Asthma Exacerbation Associated With Glucosamine-Chondroitin Supplement

Alfred F. Tallia, MD, MPH, Dennis A. Cardone, DO

Disclosures

J Am Board Fam Med. 2002;15(6) 

In This Article

Methods & Case Report

A case is described in which a patient had exacerbation of her well-controlled asthma after starting to take a glucosamine-chondroitin sulfate compound to treat her pain caused by osteoarthritis. A MEDLINE literature search was undertaken using the key words "glucosamine," "chondroitin sulfate," "alternative medicine," and "dietary supplements," combined with "asthma."

A 52-year-old woman with long-standing intermittent asthma came to the office complaining of exacerbation of her underlying asthma. This exacerbation was manifested by difficulty walking, climbing steps, and singing, all because of shortness of breath. She also began to wheeze more frequently and on a daily basis. Her usual rescue dose of inhaled albuterol for exacerbations, two puffs two to three times per day, was not sufficient to extinguish or diminish symptoms. Her health was otherwise unchanged, and she reported no history of exposure to any of her typical asthma triggers, either environmental or infectious. Specifically, she had no current or recent upper respiratory tract infection, recent exposure to allergens, cigarette smoke, or air pollution, or recent change in her work or home environment.

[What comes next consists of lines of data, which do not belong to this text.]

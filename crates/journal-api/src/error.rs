use std::sync::atomic::{AtomicBool, Ordering};

use axum::extract::rejection::{JsonRejection, PathRejection, QueryRejection};
use axum::http::{header, HeaderValue, StatusCode};
use axum::response::{IntoResponse, Response};
use axum::Json;
use journal_core::contract::{ApiResponse, ErrorCode};
use thiserror::Error;

/// Whether 5xx bodies carry the underlying message. Only set in development.
static EXPOSE_INTERNAL_ERRORS: AtomicBool = AtomicBool::new(false);

pub fn set_expose_internal_errors(expose: bool) {
    EXPOSE_INTERNAL_ERRORS.store(expose, Ordering::Relaxed);
}

#[derive(Debug, Error)]
pub enum AppError {
    #[error("Invalid request: {0}")]
    Validation(String),
    #[error("Unauthorized: {0}")]
    Unauthorized(String),
    #[error("Forbidden: {0}")]
    Forbidden(String),
    #[error("{0}")]
    NotFound(String),
    #[error("Too many requests: {0}")]
    TooManyRequests(String, u64),
    #[error("External dependency error: {0}")]
    External(String),
    #[error("Internal server error: {0}")]
    Internal(String),
}

impl AppError {
    pub fn validation(message: impl Into<String>) -> Self {
        Self::Validation(message.into())
    }

    pub fn unauthorized(message: impl Into<String>) -> Self {
        Self::Unauthorized(message.into())
    }

    pub fn not_found(message: impl Into<String>) -> Self {
        Self::NotFound(message.into())
    }

    pub fn too_many_requests(message: impl Into<String>, retry_after_secs: u64) -> Self {
        Self::TooManyRequests(message.into(), retry_after_secs)
    }

    pub fn external(message: impl Into<String>) -> Self {
        Self::External(message.into())
    }

    pub const fn status(&self) -> StatusCode {
        match self {
            Self::Validation(_) => StatusCode::BAD_REQUEST,
            Self::Unauthorized(_) => StatusCode::UNAUTHORIZED,
            Self::Forbidden(_) => StatusCode::FORBIDDEN,
            Self::NotFound(_) => StatusCode::NOT_FOUND,
            Self::TooManyRequests(_, _) => StatusCode::TOO_MANY_REQUESTS,
            Self::External(_) => StatusCode::BAD_GATEWAY,
            Self::Internal(_) => StatusCode::INTERNAL_SERVER_ERROR,
        }
    }

    pub const fn code(&self) -> ErrorCode {
        match self {
            Self::Validation(_) => ErrorCode::ValidationError,
            Self::Unauthorized(_) => ErrorCode::Unauthorized,
            Self::Forbidden(_) => ErrorCode::Forbidden,
            Self::NotFound(_) => ErrorCode::NotFound,
            Self::TooManyRequests(_, _) => ErrorCode::RateLimited,
            Self::External(_) => ErrorCode::UpstreamError,
            Self::Internal(_) => ErrorCode::InternalError,
        }
    }

    fn public_message(&self) -> String {
        match self {
            Self::Internal(_) if !EXPOSE_INTERNAL_ERRORS.load(Ordering::Relaxed) => {
                "Internal server error".to_string()
            }
            _ => self.to_string(),
        }
    }
}

impl IntoResponse for AppError {
    fn into_response(self) -> Response {
        let status = self.status();
        if status.is_server_error() {
            tracing::error!(status = status.as_u16(), error = %self, "Request failed");
        }

        let body = ApiResponse::<()>::failure(self.public_message(), self.code());
        let mut response = (status, Json(body)).into_response();
        if let Self::TooManyRequests(_, retry_after_secs) = self {
            if let Ok(value) = HeaderValue::from_str(&retry_after_secs.max(1).to_string()) {
                response.headers_mut().insert(header::RETRY_AFTER, value);
            }
        }
        response
    }
}

impl From<journal_core::Error> for AppError {
    fn from(error: journal_core::Error) -> Self {
        use journal_core::Error as CoreError;

        match error {
            CoreError::Validation { .. } | CoreError::InvalidCursor(_) => {
                Self::Validation(error.to_string())
            }
            CoreError::NotFound(_) => Self::NotFound(error.to_string()),
            CoreError::Database(_) | CoreError::Io(_) | CoreError::Serialization(_) => {
                Self::Internal(error.to_string())
            }
        }
    }
}

impl From<JsonRejection> for AppError {
    fn from(rejection: JsonRejection) -> Self {
        Self::Validation(rejection.body_text())
    }
}

impl From<QueryRejection> for AppError {
    fn from(rejection: QueryRejection) -> Self {
        Self::Validation(rejection.body_text())
    }
}

impl From<PathRejection> for AppError {
    fn from(rejection: PathRejection) -> Self {
        Self::Validation(rejection.body_text())
    }
}
//! Mood model

use std::fmt;
use std::str::FromStr;

use serde::{Deserialize, Serialize};

use crate::error::Error;

/// Emotional state tagged on a journal entry.
#[derive(Debug, Clone, Copy, PartialEq, Eq, Hash, Serialize, Deserialize)]
#[serde(rename_all = "lowercase")]
pub enum Mood {
    Happy,
    Calm,
    Neutral,
    Sad,
    Anxious,
    Angry,
}

/// How a mood is rendered in list, detail, and editor views.
#[derive(Debug, Clone, Copy, PartialEq, Eq, Serialize)]
pub struct MoodPresentation {
    pub emoji: &'static str,
    pub label: &'static str,
    pub color: &'static str,
}

impl Mood {
    /// Every mood, in picker order.
    pub const ALL: [Self; 6] = [
        Self::Happy,
        Self::Calm,
        Self::Neutral,
        Self::Sad,
        Self::Anxious,
        Self::Angry,
    ];

    pub const fn as_str(self) -> &'static str {
        match self {
            Self::Happy => "happy",
            Self::Calm => "calm",
            Self::Neutral => "neutral",
            Self::Sad => "sad",
            Self::Anxious => "anxious",
            Self::Angry => "angry",
        }
    }

    pub const fn presentation(self) -> MoodPresentation {
        match self {
            Self::Happy => MoodPresentation {
                emoji: "😊",
                label: "Happy",
                color: "#FACC15",
            },
            Self::Calm => MoodPresentation {
                emoji: "😌",
                label: "Calm",
                color: "#34D399",
            },
            Self::Neutral => MoodPresentation {
                emoji: "😐",
                label: "Neutral",
                color: "#9CA3AF",
            },
            Self::Sad => MoodPresentation {
                emoji: "😢",
                label: "Sad",
                color: "#60A5FA",
            },
            Self::Anxious => MoodPresentation {
                emoji: "😰",
                label: "Anxious",
                color: "#A78BFA",
            },
            Self::Angry => MoodPresentation {
                emoji: "😠",
                label: "Angry",
                color: "#F87171",
            },
        }
    }

    fn allowed_values() -> String {
        Self::ALL
            .iter()
            .map(|mood| mood.as_str())
            .collect::<Vec<_>>()
            .join(", ")
    }
}

impl fmt::Display for Mood {
    fn fmt(&self, f: &mut fmt::Formatter<'_>) -> fmt::Result {
        f.write_str(self.as_str())
    }
}

impl FromStr for Mood {
    type Err = Error;

    fn from_str(s: &str) -> Result<Self, Self::Err> {
        Self::ALL
            .into_iter()
            .find(|mood| mood.as_str() == s)
            .ok_or_else(|| {
                Error::validation(
                    "mood",
                    format!(
                        "`{}` is not a mood; expected one of: {}",
                        s,
                        Self::allowed_values()
                    ),
                )
            })
    }
}

/// Outcome of a mood picker interaction.
#[derive(Debug, Clone, Copy, PartialEq, Eq)]
pub enum SelectionChange {
    Changed,
    Unchanged,
}

/// Mood picker state for an entry being edited.
#[derive(Debug, Clone, Copy, Default, PartialEq, Eq)]
pub struct MoodSelection {
    current: Option<Mood>,
}

impl MoodSelection {
    pub const fn new(current: Option<Mood>) -> Self {
        Self { current }
    }

    pub const fn current(&self) -> Option<Mood> {
        self.current
    }

    /// Selecting the mood that is already selected leaves it in place.
    pub fn select(&mut self, mood: Mood) -> SelectionChange {
        if self.current == Some(mood) {
            return SelectionChange::Unchanged;
        }
        self.current = Some(mood);
        SelectionChange::Changed
    }

    pub fn clear(&mut self) -> SelectionChange {
        if self.current.take().is_some() {
            SelectionChange::Changed
        } else {
            SelectionChange::Unchanged
        }
    }
}
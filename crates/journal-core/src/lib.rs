//! journal-core - Core library for Journal
//!
//! This crate contains the shared models, wire contract, validation, search,
//! and database layer used by the API server and the client.

pub mod contract;
pub mod db;
pub mod error;
pub mod models;
pub mod pagination;
pub mod search;
pub mod util;
pub mod validation;

pub use error::{Error, Result};
pub use models::{Entry, EntryId, Mood};
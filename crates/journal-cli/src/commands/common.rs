use std::env;
use std::io::{self, IsTerminal, Read};

use chrono::{NaiveDate, NaiveTime, Utc};
use journal_core::{Entry, EntryId, Mood};
use serde::Serialize;

use crate::client::DEFAULT_API_URL;
use crate::error::CliError;

#[derive(Debug, Serialize)]
#[serde(rename_all = "camelCase")]
pub struct EntryListItem {
    pub id: String,
    pub preview: String,
    pub content: String,
    pub mood: Option<Mood>,
    pub created_at: i64,
    pub updated_at: i64,
    pub relative_time: String,
}

#[derive(Debug, Clone, Copy, PartialEq, Eq)]
pub enum DateBound {
    Start,
    End,
}

/// `--api-url`, then `JOURNAL_API_URL`, then the local default.
pub fn resolve_api_url(cli_api_url: Option<String>) -> String {
    cli_api_url
        .or_else(|| env::var("JOURNAL_API_URL").ok())
        .filter(|url| !url.trim().is_empty())
        .unwrap_or_else(|| DEFAULT_API_URL.to_string())
}

pub fn parse_entry_id(raw: &str) -> Result<EntryId, CliError> {
    let trimmed = raw.trim();
    if trimmed.is_empty() {
        return Err(CliError::EmptyEntryId);
    }
    trimmed
        .parse::<EntryId>()
        .map_err(|_| CliError::InvalidEntryId(trimmed.to_string()))
}

/// Accept a calendar date (whole UTC day) or raw Unix milliseconds.
pub fn parse_date_bound(raw: &str, bound: DateBound) -> Result<i64, CliError> {
    let trimmed = raw.trim();
    if let Ok(millis) = trimmed.parse::<i64>() {
        return Ok(millis);
    }

    let date = NaiveDate::parse_from_str(trimmed, "%Y-%m-%d")
        .map_err(|_| CliError::InvalidDate(trimmed.to_string()))?;
    let time = match bound {
        DateBound::Start => NaiveTime::MIN,
        DateBound::End => NaiveTime::from_hms_milli_opt(23, 59, 59, 999)
            .ok_or_else(|| CliError::InvalidDate(trimmed.to_string()))?,
    };
    Ok(date.and_time(time).and_utc().timestamp_millis())
}

pub fn resolve_entry_content(content_parts: &[String]) -> Result<String, CliError> {
    if let Some(content) = normalize_content(&content_parts.join(" ")) {
        return Ok(content);
    }
    if let Some(content) = read_piped_stdin()? {
        return Ok(content);
    }
    Err(CliError::EmptyContent)
}

pub fn normalize_content(content: &str) -> Option<String> {
    let trimmed = content.trim();
    if trimmed.is_empty() {
        None
    } else {
        Some(trimmed.to_string())
    }
}

fn read_piped_stdin() -> Result<Option<String>, CliError> {
    let stdin = io::stdin();
    if stdin.is_terminal() {
        return Ok(None);
    }

    let mut buffer = String::new();
    stdin.lock().read_to_string(&mut buffer)?;
    Ok(normalize_content(&buffer))
}

pub fn format_entry_lines(entries: &[Entry]) -> Vec<String> {
    let now_ms = Utc::now().timestamp_millis();
    entries
        .iter()
        .map(|entry| {
            let id = entry.id.to_string();
            let short_id = id.chars().take(13).collect::<String>();
            let preview = entry_preview(entry, 40);
            let relative_time = format_relative_time(entry.created_at, now_ms);
            let mood = entry
                .mood
                .map_or_else(String::new, |mood| mood.presentation().emoji.to_string());

            format!("{short_id:<13}  {mood:<2}  {preview:<40}  {relative_time}")
        })
        .collect()
}

pub fn format_entry_detail(entry: &Entry) -> String {
    let mood = entry.mood.map_or_else(
        || "none".to_string(),
        |mood| {
            let presentation = mood.presentation();
            format!("{} {}", presentation.emoji, presentation.label)
        },
    );
    format!(
        "id:      {}\ncreated: {}\nupdated: {}\nmood:    {}\n\n{}",
        entry.id,
        format_timestamp(entry.created_at),
        format_timestamp(entry.updated_at),
        mood,
        entry.content
    )
}

pub fn entry_to_list_item(entry: &Entry) -> EntryListItem {
    let now_ms = Utc::now().timestamp_millis();
    EntryListItem {
        id: entry.id.to_string(),
        preview: entry_preview(entry, 80),
        content: entry.content.clone(),
        mood: entry.mood,
        created_at: entry.created_at,
        updated_at: entry.updated_at,
        relative_time: format_relative_time(entry.created_at, now_ms),
    }
}

pub fn print_entries(entries: &[Entry], as_json: bool) -> Result<(), CliError> {
    if as_json {
        let items = entries
            .iter()
            .map(entry_to_list_item)
            .collect::<Vec<EntryListItem>>();
        println!("{}", serde_json::to_string_pretty(&items)?);
    } else if entries.is_empty() {
        println!("No entries");
    } else {
        for line in format_entry_lines(entries) {
            println!("{line}");
        }
    }
    Ok(())
}

pub fn entry_preview(entry: &Entry, max_chars: usize) -> String {
    let first_line = entry.title_preview(usize::MAX);
    let collapsed = first_line.split_whitespace().collect::<Vec<_>>().join(" ");

    if collapsed.chars().count() <= max_chars {
        collapsed
    } else {
        let mut truncated = collapsed
            .chars()
            .take(max_chars.saturating_sub(3))
            .collect::<String>();
        truncated.push_str("...");
        truncated
    }
}

pub fn format_timestamp(timestamp_ms: i64) -> String {
    chrono::DateTime::from_timestamp_millis(timestamp_ms).map_or_else(
        || timestamp_ms.to_string(),
        |date_time| date_time.format("%Y-%m-%d %H:%M UTC").to_string(),
    )
}

pub fn format_relative_time(timestamp_ms: i64, now_ms: i64) -> String {
    const MINUTE: i64 = 60_000;
    const HOUR: i64 = 60 * MINUTE;
    const DAY: i64 = 24 * HOUR;
    const WEEK: i64 = 7 * DAY;

    let diff = now_ms.saturating_sub(timestamp_ms);
    if diff < MINUTE {
        "just now".to_string()
    } else if diff < HOUR {
        format!("{}m ago", diff / MINUTE)
    } else if diff < DAY {
        format!("{}h ago", diff / HOUR)
    } else if diff < WEEK {
        format!("{}d ago", diff / DAY)
    } else {
        format_timestamp(timestamp_ms)
            .split(' ')
            .next()
            .unwrap_or_default()
            .to_string()
    }
}

pub fn pending_notice(pending: usize) -> String {
    format!(
        "Saved offline ({pending} change{} pending). Run `journal sync` once the API is reachable.",
        if pending == 1 { "" } else { "s" }
    )
}
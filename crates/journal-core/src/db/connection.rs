//! Database connection management

use crate::error::Result;
use rusqlite::{params, Connection};
use std::path::Path;
use std::time::Duration;

use super::migrations;

/// Database wrapper for a `SQLite` connection
pub struct Database {
    conn: Connection,
}

impl Database {
    /// Open a database at the given path, creating it if it doesn't exist
    ///
    /// Runs migrations automatically.
    pub fn open(path: impl AsRef<Path>) -> Result<Self> {
        let conn = Connection::open(path.as_ref())?;
        let database = Self { conn };
        database.configure()?;
        database.migrate()?;
        tracing::debug!("Opened database at {}", path.as_ref().display());
        Ok(database)
    }

    /// Open an in-memory database (useful for testing)
    pub fn open_in_memory() -> Result<Self> {
        let conn = Connection::open_in_memory()?;
        let database = Self { conn };
        database.configure()?;
        database.migrate()?;
        Ok(database)
    }

    /// Configure `SQLite` for a single long-lived connection
    fn configure(&self) -> Result<()> {
        // WAL is unavailable for in-memory databases; keep the default there.
        self.conn.pragma_update(None, "journal_mode", "WAL").ok();
        self.conn.pragma_update(None, "synchronous", "NORMAL").ok();
        self.conn.pragma_update(None, "foreign_keys", "ON")?;
        self.conn.busy_timeout(Duration::from_secs(5))?;
        Ok(())
    }

    /// Run database migrations
    fn migrate(&self) -> Result<()> {
        migrations::run(&self.conn)
    }

    /// Remove every row owned by `user_id`.
    ///
    /// Maintenance hook for operators mirroring an account deletion made in
    /// the auth provider. No HTTP route exposes it; the API only ever acts on
    /// the caller's own rows.
    pub fn delete_user_data(&self, user_id: &str) -> Result<()> {
        let tx = self.conn.unchecked_transaction()?;
        tx.execute("DELETE FROM ai_insights WHERE user_id = ?", params![user_id])?;
        tx.execute("DELETE FROM entries WHERE user_id = ?", params![user_id])?;
        tx.execute(
            "DELETE FROM user_preferences WHERE user_id = ?",
            params![user_id],
        )?;
        tx.execute("DELETE FROM user_profiles WHERE id = ?", params![user_id])?;
        tx.commit()?;
        Ok(())
    }

    /// Get a reference to the underlying connection
    pub const fn connection(&self) -> &Connection {
        &self.conn
    }
}
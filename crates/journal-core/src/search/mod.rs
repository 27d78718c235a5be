//! Search over a user's entries.
//!
//! Text matching runs on SQLite FTS5 (see the entry repository). Every filter
//! present on a [`SearchQuery`] is intersected with the others.

use std::sync::OnceLock;

use regex::Regex;

use crate::contract::EntryListQuery;
use crate::error::{Error, Result};
use crate::models::Mood;
use crate::validation::parse_mood;

/// Longest free-text query accepted, in characters
pub const MAX_QUERY_CHARS: usize = 500;

/// Combined full-text, mood, and date-range filter
#[derive(Debug, Clone, Default, PartialEq, Eq)]
pub struct SearchQuery {
    pub text: Option<String>,
    pub mood: Option<Mood>,
    /// Inclusive lower bound on `created_at` (Unix ms)
    pub from: Option<i64>,
    /// Inclusive upper bound on `created_at` (Unix ms)
    pub to: Option<i64>,
}

impl SearchQuery {
    pub fn text(text: impl Into<String>) -> Self {
        Self {
            text: Some(text.into()),
            ..Self::default()
        }
    }

    /// Check the query is well formed
    pub fn validate(&self) -> Result<()> {
        if let Some(text) = &self.text {
            if text.chars().count() > MAX_QUERY_CHARS {
                return Err(Error::validation(
                    "q",
                    format!("search text is limited to {MAX_QUERY_CHARS} characters"),
                ));
            }
        }
        if let (Some(from), Some(to)) = (self.from, self.to) {
            if from > to {
                return Err(Error::validation("from", "`from` must not be after `to`"));
            }
        }
        Ok(())
    }

    /// FTS5 expression for the text filter, `None` when there is nothing to match
    pub fn match_expression(&self) -> Option<String> {
        self.text.as_deref().and_then(fts_match_expression)
    }

    pub fn is_unfiltered(&self) -> bool {
        self.match_expression().is_none()
            && self.mood.is_none()
            && self.from.is_none()
            && self.to.is_none()
    }
}

impl TryFrom<&EntryListQuery> for SearchQuery {
    type Error = Error;

    fn try_from(query: &EntryListQuery) -> Result<Self> {
        let search = Self {
            text: query.q.clone(),
            mood: parse_mood(query.mood.as_deref())?,
            from: query.from,
            to: query.to,
        };
        search.validate()?;
        Ok(search)
    }
}

fn token_regex() -> &'static Regex {
    static TOKEN: OnceLock<Regex> = OnceLock::new();
    TOKEN.get_or_init(|| Regex::new(r"[\p{L}\p{N}_]+").expect("valid token regex"))
}

/// Turn free text into an FTS5 expression that ANDs each word token.
///
/// Tokens are quoted so user punctuation can never form FTS5 syntax.
pub fn fts_match_expression(text: &str) -> Option<String> {
    let tokens = token_regex()
        .find_iter(text)
        .map(|token| format!("\"{}\"", token.as_str()))
        .collect::<Vec<_>>();
    if tokens.is_empty() {
        None
    } else {
        Some(tokens.join(" "))
    }
}
//! Client-side auth and entry state kept in step with the journal API.

use std::path::PathBuf;
use std::time::Duration;

use journal_core::contract::{
    CreateEntryRequest, CredentialsRequest, EntryListQuery, ResetPasswordRequest, SessionDto,
    SignUpResponse, UpdateEntryRequest,
};
use journal_core::models::{MoodSelection, SelectionChange};
use journal_core::pagination::DEFAULT_PAGE_SIZE;
use journal_core::search::SearchQuery;
use journal_core::util::{unix_millis_now, unix_timestamp_now, user_fingerprint};
use journal_core::validation::{validate_credentials, validate_email, EntryDraft, EntryPatch};
use journal_core::{Entry, EntryId, Mood};
use tokio::sync::Mutex;

use crate::client::{ClientError, ClientResult, JournalBackend};
use crate::debounce::{SearchCoordinator, DEFAULT_SEARCH_DEBOUNCE};
use crate::error::CliError;
use crate::offline::{OfflineQueue, PendingMutation};
use crate::paths::{read_json, write_json};
use crate::recent_searches::RecentSearches;
use crate::session::SessionPersistence;

/// Sessions this close to expiry are treated as expired.
const SESSION_EXPIRY_SKEW_SECS: i64 = 30;

#[derive(Debug, Clone, Default, PartialEq, Eq)]
pub struct AuthState {
    /// First session restore has finished (successfully or not)
    pub initialized: bool,
    pub session: Option<SessionDto>,
    pub error: Option<String>,
}

#[derive(Debug, Clone, Default, PartialEq, Eq)]
pub struct EntryState {
    /// Newest first
    pub entries: Vec<Entry>,
    pub next_cursor: Option<String>,
    /// Filters behind the current listing; `load_more` pages through the same set
    pub query: EntryListQuery,
    #[cfg_attr(not(test), allow(dead_code))]
    pub loading: bool,
    pub error: Option<String>,
    /// Mutations waiting in the offline queue
    pub pending: usize,
}

/// Result of a mutation issued through the store.
#[derive(Debug, Clone, PartialEq, Eq)]
pub enum Outcome<T> {
    /// Accepted by the API
    Synced(T),
    /// API unreachable; applied locally and queued for `flush_pending`
    Queued,
    /// Nothing to change, no request sent
    Unchanged,
}

#[derive(Debug, Clone, Copy, PartialEq, Eq)]
pub enum SearchOutcome {
    /// Results replaced the entry list
    Applied(usize),
    /// A newer search was issued first
    Superseded,
}

#[derive(Debug, Clone, Copy, Default, PartialEq, Eq)]
pub struct FlushReport {
    pub applied: usize,
    pub dropped: usize,
    pub remaining: usize,
}

#[derive(Debug, Clone)]
pub struct StoreOptions {
    pub search_delay: Duration,
    pub page_size: usize,
    pub queue_path: Option<PathBuf>,
    pub history_path: Option<PathBuf>,
}

impl Default for StoreOptions {
    fn default() -> Self {
        Self {
            search_delay: DEFAULT_SEARCH_DEBOUNCE,
            page_size: DEFAULT_PAGE_SIZE,
            queue_path: None,
            history_path: None,
        }
    }
}

pub struct JournalStore<B> {
    backend: B,
    sessions: Box<dyn SessionPersistence>,
    auth: Mutex<AuthState>,
    entries: Mutex<EntryState>,
    offline: Mutex<OfflineQueue>,
    recent: Mutex<RecentSearches>,
    search: SearchCoordinator,
    history_path: Option<PathBuf>,
    page_size: usize,
}
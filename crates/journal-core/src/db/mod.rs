//! Database layer for Journal

mod connection;
mod entries;
mod insights;
mod migrations;
mod preferences;
mod profiles;

pub use connection::Database;
pub use entries::{EntryRepository, SqliteEntryRepository};
pub use insights::{InsightRepository, SqliteInsightRepository};
pub use preferences::{PreferencesRepository, SqlitePreferencesRepository};
pub use profiles::{ProfileRepository, SqliteProfileRepository};
use journal_core::models::MoodPresentation;
use journal_core::Mood;
use serde::Serialize;

use crate::error::CliError;

#[derive(Debug, Serialize)]
pub struct MoodItem {
    pub value: &'static str,
    #[serde(flatten)]
    pub presentation: MoodPresentation,
}

pub fn mood_items() -> Vec<MoodItem> {
    Mood::ALL
        .into_iter()
        .map(|mood| MoodItem {
            value: mood.as_str(),
            presentation: mood.presentation(),
        })
        .collect()
}

pub fn run_moods(as_json: bool) -> Result<(), CliError> {
    let items = mood_items();
    if as_json {
        println!("{}", serde_json::to_string_pretty(&items)?);
        return Ok(());
    }

    for item in items {
        println!(
            "{}  {:<8} {}",
            item.presentation.emoji, item.value, item.presentation.color
        );
    }
    Ok(())
}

Aside from osteoarthritis of her knees and hips, mild stage 1 essential hypertension, and obesity, she was in reasonably stable health. The patient's asthma of 10 years' duration was manifested by periodic attacks of wheezing and shortness of breath usually after an upper respiratory tract infection or after singing, which she does often. Her main hobby was singing semiprofessionally in a local church-affiliated chorus. She had no history of smoking, and there was no history of allergies to medication. Her family history was notable for atopy and seasonal allergies. Her usual medications included inhaler-delivered albuterol, which she took as needed, but no more than once or twice per week, usually before singing, hydrochlorothiazide 25 mg daily, and over-the-counter ibuprofen 400 to 600 mg daily intermittently for pain relief. She worked in an office at a local university. There were no known environmental exposures either at work or at home.

When examined, she was a well-developed, obese woman in moderate respiratory discomfort caused by exertion. Her pulse was 90 beats per minute, respirations at rest were 20/min, increasing to 30/min with movement, blood pressure was 140/85 mmHg, and she was afebrile at 98.4°F. Her weight was 237 pounds, her height 5 feet 7 inches, and her body mass index 37. When examined, her head, ears, eyes, nose, and throat were unremarkable. Her chest had normal excursion with good air movement in all lung fields. There were diffusely scattered end-expiratory wheezes that did not clear with cough. Heart sounds were normal, as were findings of abdominal, skin, and neurological examinations. She had decreased range of motion in both hips with internal and external rotation and patellar crepitation of both knees. Compared with previous examinations, her pain with passive range of motion of both knee joints was diminished. Her peak expiratory flow rate was 350 mL/sec, representing a decrease from her normal personal best of 450 mL/sec to 500 mL/sec. Pulse oxygenation was 95%, also a decrement from her usual 98%.

During the course of the next 3 weeks, the patient's condition waxed and waned despite increased dosages of her albuterol inhaler and a course of tapering oral steroids begun early in the exacerbation. At a visit 3 weeks later, symptoms continued undiminished, and findings of her physical examination were unchanged. Her history was reviewed in detail, and the patient mentioned that her symptoms started after she began taking a glucosamine-chondroitin sulfate preparation three times per day for her arthritis. This preparation contained 500 mg of glucosamine and 400 mg of chondroitin sulfate.

Although we were not aware of any reports of drug side effects in asthma with these supplements, we followed the patient's suggestion and advised her to discontinue the preparation. Within 24 hours, the patient's asthma symptoms completely extinguished and did not return until 2 months later secondary to the infectious trigger of an upper respiratory tract virus. This exacerbation was brief and easily controlled with minimal increases of her albuterol. Subsequent use of nonsteroidal anti-inflammatory medications did not exacerbate her asthma symptoms. The patient has been unwilling to undergo a medication challenge with additional glucosamine-chondroitin preparation. Three months later in a subsequent office visit, the patient recalled that as a graduate student she had experienced an episode of wheezing during a biology laboratory session that included shark dissection. Chondroitin sulfate is a constituent of shark cartilage.